If, after the agreed length of time has passed, the company's shares have fallen in value, then the shorter buys them back at the lower price, returns them to their owner, and pockets the difference. As such, they prosper as the company's shares fall in price.
This practice is a little controversial and is usually only conducted by institutional investors. But it legally occurs nonetheless and gives us valuable insight into what big players in the market are thinking.
So the presence of Sayona shares on this week's most shorted shares list tells us that a significant amount of capital is being wagered on the belief the Sayona share price is in for a rough time going forward.
So those who are 'long' Sayona (have shares that aren't short-sold) might be wondering if, and indeed hoping, these short sellers are wrong.
Let's have a quick look to see if the short case stacks up.
A short seller usually believes a share is overvalued, which is why they bet that its share price will fall.
So let's look at Sayona's most recent full-year results to assess its current valuation.
Are Sayona shares overvalued?
For the 2022 financial year, Sayona reported a total of $108.87 million in revenue and other income.
On the bottom line, that translated into a net profit before tax of $83.69 million.
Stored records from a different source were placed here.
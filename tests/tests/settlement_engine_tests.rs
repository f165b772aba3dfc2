
use common::setup::*;
use ledger_engine::{Address, Classify, ErrorKind, IlkId, Rad, Ray, Wad, U256};
use oracle_framework::SettableFeed;
use serde::Deserialize;
use settlement_engine::config::DEFAULT_DUTY;
use settlement_engine::{
    Amount, ConfigError, DeployedAddresses, NetworkConfig, ProtocolError, ProtocolEvent,
};
use std::sync::Arc;

#[test]
fn test_network_config_scaling() -> anyhow::Result<()> {
    let config = NetworkConfig::from_json(&network_config_json())?;
    assert_eq!(config.ilk, "ceMATIC");
    assert_eq!(config.abacus_tau, Amount::Int(36000));
    assert_eq!(config.vat_dust, Amount::from("100"));

    let system = config.system_params()?;
    assert_eq!(system.global_line, rad(5_000_000));
    assert_eq!(system.par, Ray::one());
    assert_eq!(system.base, Ray::zero());
    assert_eq!(system.global_hole, rad(50_000_000));
    assert_eq!(system.sikka_supply_cap, wad(5_000_000));
    assert_eq!(system.multisig, multisig());

    let params = config.collateral_params()?;
    assert_eq!(params.ilk, cematic());
    assert_eq!(params.line, rad(5_000_000));
    assert_eq!(params.dust, rad(100));
    assert_eq!(params.mat, ray("1.5"));
    assert_eq!(params.duty, Ray::from_raw(U256::from_dec_str(DEFAULT_DUTY).expect("duty")));
    assert_eq!(params.chop, Wad::parse("1.1").expect("chop"));
    assert_eq!(params.hole, rad(50_000_000));
    assert_eq!(params.tau, 36000);
    assert_eq!(params.buf, ray("1.1"));
    assert_eq!(params.tail, 10800);
    assert_eq!(params.cusp, ray("0.6"));
    assert_eq!(params.chip, Wad::parse("0.0001").expect("chip"));
    assert_eq!(params.tip, rad(10));
    assert_eq!(params.stopped, 0);
    Ok(())
}

#[test]
fn test_network_config_round_trips() {
    let config = network_config();
    let json = config.to_json().expect("to json");
    assert!(json.contains("\"_vat_Line\""));
    // The chain id is not part of the model and is dropped.
    assert!(!json.contains("_chainId"));
    assert_eq!(NetworkConfig::from_json(&json).expect("from json"), config);
}

#[test]
fn test_network_config_rejects_bad_values() {
    let json = network_config_json().replace("\"_clip_stopped\": 0", "\"_clip_stopped\": 4");
    let config = NetworkConfig::from_json(&json).expect("parses");
    let err = config.collateral_params().expect_err("stopped above 3");
    assert!(matches!(err, ConfigError::InvalidAmount { key: "_clip_stopped", .. }));

    let json = network_config_json().replace("\"_vat_dust\": \"100\"", "\"_vat_dust\": \"lots\"");
    let config = NetworkConfig::from_json(&json).expect("parses");
    let err = config.collateral_params().expect_err("not a number");
    assert_eq!(err.to_string(), "Config/invalid-amount: _vat_dust = lots");

    let json = network_config_json().replace("ceMATIC", &"X".repeat(33));
    let config = NetworkConfig::from_json(&json).expect("parses");
    let err = config.collateral_params().expect_err("ilk too long");
    assert!(matches!(err, ConfigError::InvalidIlk(_)));

    let err = NetworkConfig::from_json("{ \"_ilk\": ").expect_err("truncated");
    assert!(matches!(err, ConfigError::Json(_)));
}

#[test]
fn test_network_config_load_from_file() -> anyhow::Result<()> {
    let path = std::env::temp_dir().join(format!("sikka_config_{}.json", std::process::id()));
    std::fs::write(&path, network_config_json())?;
    let loaded = NetworkConfig::load(&path)?;
    assert_eq!(loaded, network_config());
    std::fs::remove_file(&path)?;

    let err = NetworkConfig::load(&path).expect_err("file is gone");
    assert!(format!("{err:#}").contains("reading network config"));
    Ok(())
}

#[test]
fn test_deployment_wiring() {
    let d = Deployment::new();
    let ilk = d.ilk;
    let core = d.protocol.read();
    let addresses = core.addresses().clone();
    let ia = core.interaction.address();
    let collateral = core.collateral(&ilk).expect("collateral");

    for usr in [
        addresses.spot,
        addresses.sikka_join,
        addresses.jug,
        addresses.dog,
        ia,
        collateral.join.address(),
        collateral.clipper.address(),
    ] {
        assert!(core.vat.wards().is_ward(&usr), "{usr:?} should be a vat ward");
    }
    assert!(core.dog.wards().is_ward(&collateral.clipper.address()));
    assert!(collateral.clipper.wards().is_ward(&addresses.dog));
    assert!(core.sikka_join.wards().is_ward(&addresses.vow));

    assert_eq!(core.vat.ilk(&ilk).rate, Ray::one());
    assert_eq!(
        core.vat.ilk(&ilk).spot,
        Ray::from_raw(U256::from_dec_str("6666666666666666666666666666").expect("spot"))
    );
    assert_eq!(core.dog.ilk(&ilk).clip, collateral.clipper.address());
    assert_eq!(core.dog.vow(), addresses.vow);
    assert_eq!(core.vow.multisig(), multisig());
    assert_eq!(collateral.clipper.chost(), rad(110));
    assert_eq!(collateral.clipper.calc().address(), addresses.collateral(&ilk).expect("ilk").abacus);
    assert_eq!(
        core.jug.ilk(&ilk).expect("jug ilk").duty,
        Ray::from_raw(U256::from_dec_str(DEFAULT_DUTY).expect("duty"))
    );
    assert_eq!(core.sikka.supply_cap(), Some(wad(5_000_000)));
    assert_eq!(core.collateral_price(&ilk), Some(wad(10)));
}

/// The subset of the address book a front end reads.
#[derive(Debug, Deserialize)]
#[serde(rename_all = "camelCase")]
struct ClientAddresses {
    interaction: Address,
    sikka_join: Address,
}

#[test]
fn test_deployed_addresses_json() -> anyhow::Result<()> {
    let d = Deployment::new();
    let addresses = d.protocol.addresses();
    assert_ne!(addresses.vat, addresses.dog);
    assert_eq!(addresses.deployer, deployer());

    let json = addresses.to_json()?;
    assert!(json.contains("\"sikkaJoin\""));
    assert!(json.contains("\"gemJoin\""));
    assert!(json.contains("ceMATIC"));
    let parsed = DeployedAddresses::from_json(&json)?;
    assert_eq!(parsed, addresses);
    assert!(parsed.collateral(&cematic()).is_some());

    let client: ClientAddresses = serde_json::from_str(&json)?;
    assert_eq!(client.interaction, addresses.interaction);
    assert_eq!(client.sikka_join, addresses.sikka_join);
    Ok(())
}

#[test]
fn test_deposit_borrow_payback_withdraw() {
    let d = Deployment::new();
    let ilk = d.ilk;
    let p = &d.protocol;
    d.fund(alice(), wad(150));

    assert_eq!(p.deposit(alice(), ilk, wad(100)).expect("deposit"), wad(100));
    assert_eq!(d.gem_balance(&alice()), wad(50));
    assert_eq!(p.locked(&ilk, &alice()), wad(100));
    assert_eq!(
        p.available_to_borrow(&ilk, &alice()).expect("available"),
        Wad::parse("666.666666666666666666").expect("wad")
    );
    assert_eq!(p.current_liquidation_price(&ilk, &alice()).expect("price"), Some(Wad::zero()));

    assert_eq!(p.borrow(alice(), ilk, wad(200)).expect("borrow"), wad(200));
    assert_eq!(d.sikka_balance(&alice()), wad(200));
    assert_eq!(p.borrowed(&ilk, &alice()).expect("borrowed"), wad(200));
    assert_eq!(p.current_liquidation_price(&ilk, &alice()).expect("price"), Some(wad(3)));

    assert_eq!(p.payback(alice(), ilk, wad(50)).expect("payback"), wad(150));
    assert_eq!(d.sikka_balance(&alice()), wad(150));

    assert_eq!(p.withdraw(alice(), ilk, wad(10)).expect("withdraw"), wad(90));
    assert_eq!(d.gem_balance(&alice()), wad(60));

    assert_eq!(p.payback(alice(), ilk, wad(150)).expect("payback"), Wad::zero());
    assert_eq!(p.withdraw(alice(), ilk, wad(90)).expect("withdraw"), Wad::zero());
    assert_eq!(d.gem_balance(&alice()), wad(150));
    assert_eq!(d.sikka_balance(&alice()), Wad::zero());
    assert_eq!(p.current_liquidation_price(&ilk, &alice()).expect("price"), None);
}

#[test]
fn test_failed_operations_change_nothing() {
    let d = Deployment::new();
    let ilk = d.ilk;
    let p = &d.protocol;
    d.fund(alice(), wad(100));
    p.deposit(alice(), ilk, wad(100)).expect("deposit");
    d.clock.advance(100);

    let err = p.borrow(alice(), ilk, wad(700)).expect_err("capacity is 666");
    assert!(matches!(err, ProtocolError::Vat(_)));
    assert_eq!(err.kind(), ErrorKind::Solvency);
    assert_eq!(d.sikka_balance(&alice()), Wad::zero());
    assert_eq!(p.borrowed(&ilk, &alice()).expect("borrowed"), Wad::zero());
    // The drip that ran before the failing step was rolled back as well.
    assert_eq!(p.read().jug.ilk(&ilk).expect("jug ilk").rho, T0);

    let err = p.borrow(alice(), ilk, wad(50)).expect_err("below dust");
    assert_eq!(err.to_string(), "Vat/dust");

    let err = p.withdraw(alice(), ilk, wad(101)).expect_err("only 100 locked");
    assert_eq!(err.kind(), ErrorKind::Arithmetic);
    assert_eq!(p.locked(&ilk, &alice()), wad(100));
    assert_eq!(d.gem_balance(&alice()), Wad::zero());

    let err = p.deposit(bob(), ilk, wad(1)).expect_err("bob holds nothing");
    assert!(matches!(err, ProtocolError::Token(_)));
    let core = p.read();
    assert!(!core.vat.can(&bob(), &core.interaction.address()));
}

#[test]
fn test_unknown_collateral_and_zero_amounts() {
    let d = Deployment::new();
    let p = &d.protocol;
    let nope = IlkId::new("NOPE").expect("ilk");

    let err = p.deposit(alice(), nope, wad(1)).expect_err("unknown");
    assert!(matches!(err, ProtocolError::UnknownIlk(ilk) if ilk == nope));
    assert_eq!(err.kind(), ErrorKind::Lifecycle);
    assert!(matches!(p.borrow(alice(), nope, wad(1)), Err(ProtocolError::UnknownIlk(_))));
    assert!(matches!(p.poke(nope), Err(ProtocolError::UnknownIlk(_))));
    assert!(matches!(
        p.start_auction(nope, alice(), keeper()),
        Err(ProtocolError::UnknownIlk(_))
    ));

    let err = p.deposit(alice(), d.ilk, Wad::zero()).expect_err("zero");
    assert!(matches!(err, ProtocolError::ZeroAmount));
    assert_eq!(err.kind(), ErrorKind::Config);
}

#[test]
fn test_collateral_administration() {
    let d = Deployment::new();
    let p = &d.protocol;
    let feed = Arc::new(SettableFeed::with_price(oracle(), wad(300)));

    let params = network_config().collateral_params().expect("params");
    let err = p
        .add_collateral(deployer(), params, feed.clone())
        .expect_err("already onboarded");
    assert!(matches!(err, ProtocolError::IlkExists(_)));

    let mut bnb = params;
    bnb.ilk = IlkId::new("ceBNB").expect("ilk");
    let err = p
        .add_collateral(alice(), bnb, feed.clone())
        .expect_err("alice is not a ward");
    assert!(matches!(err, ProtocolError::NotAuthorized));
    assert!(p.read().collateral(&bnb.ilk).is_err());

    p.add_collateral(deployer(), bnb, feed).expect("second collateral");
    assert_eq!(p.read().ilks().count(), 2);
    assert!(p.addresses().collateral(&bnb.ilk).is_some());
    assert_eq!(p.read().vat.ilk(&bnb.ilk).spot, ray("200"));

    let err = p
        .set_collateral_duty(alice(), bnb.ilk, ray("1.000000001"))
        .expect_err("not a ward");
    assert_eq!(err.kind(), ErrorKind::Authorization);
    p.set_collateral_duty(deployer(), bnb.ilk, ray("1.000000001"))
        .expect("duty");
    assert_eq!(
        p.read().jug.ilk(&bnb.ilk).expect("jug ilk").duty,
        ray("1.000000001")
    );
    let err = p
        .set_collateral_duty(deployer(), bnb.ilk, ray("0.9"))
        .expect_err("below one");
    assert_eq!(err.kind(), ErrorKind::Config);

    let events = p.take_events();
    assert!(events
        .iter()
        .any(|event| matches!(event, ProtocolEvent::Poke(poke) if poke.ilk == bnb.ilk)));
    assert!(p.take_events().is_empty());
}

#[test]
fn test_fees_accrue_over_time() {
    let d = Deployment::new();
    let ilk = d.ilk;
    let p = &d.protocol;
    let vow = p.addresses().vow;
    d.fund(alice(), wad(100));
    p.deposit(alice(), ilk, wad(100)).expect("deposit");
    p.borrow(alice(), ilk, wad(200)).expect("borrow");

    d.clock.advance(365 * 24 * 3600);
    let rate = p.drip(ilk).expect("drip");
    assert!(rate > ray("1.0199") && rate < ray("1.0201"));
    let owed = p.borrowed(&ilk, &alice()).expect("borrowed");
    assert!(owed > wad(203) && owed < wad(205));
    let surplus = p.read().vat.sikka(&vow);
    assert!(surplus > rad(3) && surplus < rad(5));

    // Repaid sikka buys back less normalised debt than before.
    let art = p.payback(alice(), ilk, wad(50)).expect("payback");
    assert!(art > wad(150) && art < wad(151));
}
When it comes to an earnings per share (EPS) basis, that works out to be 1.23 cents per share. At the current Sayona share price of 19.7 cents, this gives the company a price-to-earnings (P/E) ratio of 16.01
This valuation might be why short sellers are so keen to have a crack at Sayona.
Most ASX resources shares trade on a P/E ratio far lower than that. For instance, BHP Group Ltd (ASX: BHP), one of the most tightly run resources companies in the world, currently has a P/E ratio of 8.7.
Fortescue Metals Group Limited (ASX: FMG) is trading on 8.04. Rio Tinto Limited (ASX: RIO) is looking a little more expensive but is still on 10.67 right now.
So investors are paying almost twice as much for $1 of earnings with Sayona as they are with BHP. Yet BHP is vastly more mature and established.
Sayona shareholders might point to the company's exposure to forward-facing lithium, rather than 'boring' industrial metals like iron ore. But for Sayona to grow to a point that might justify its current P/E ratio, lithium prices will arguably have to rise and stay high for a very long period of time.
It's likely that the short-sellers believe this won't happen and are thus happy to place bets against its future success.
They might be right. They might be wrong. There's no way of telling just yet though.